== WHAT THE EXERCISE ASKS ==
Look for "mod terminal;" in the records below, then copy that line and every line after it, exactly and with nothing added.

== LISTED ENTRIES ==
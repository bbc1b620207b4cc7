//! Data models and types for the application.
//!
//! Contains domain types for:
//! - [`BringUpState`] - Import attempt lifecycle shown by the status badge
//! - [`MountPath`], [`MountTree`] - Normalized archive content ready for mounting
//! - [`FileMap`], [`FileTreeNode`], [`NodeKind`] - Mounted file system snapshot and tree rows
//! - [`TerminalBuffer`] - Terminal scrollback
//! - [`Toast`] - Transient notifications

mod filesystem;
mod mount;
mod status;
mod terminal;
mod toast;

pub use filesystem::{DirEntry, FileMap, FileTreeNode, NodeKind};
pub use mount::{MountNode, MountPath, MountTree};
pub use status::BringUpState;
pub use terminal::TerminalBuffer;
pub use toast::{Toast, ToastLevel};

== ANSWER FOR THE TASK ==
mod terminal;
mod toast;

pub use filesystem::{DirEntry, FileMap, FileTreeNode, NodeKind};
pub use mount::{MountNode, MountPath, MountTree};
pub use status::BringUpState;
pub use terminal::TerminalBuffer;
pub use toast::{Toast, ToastLevel};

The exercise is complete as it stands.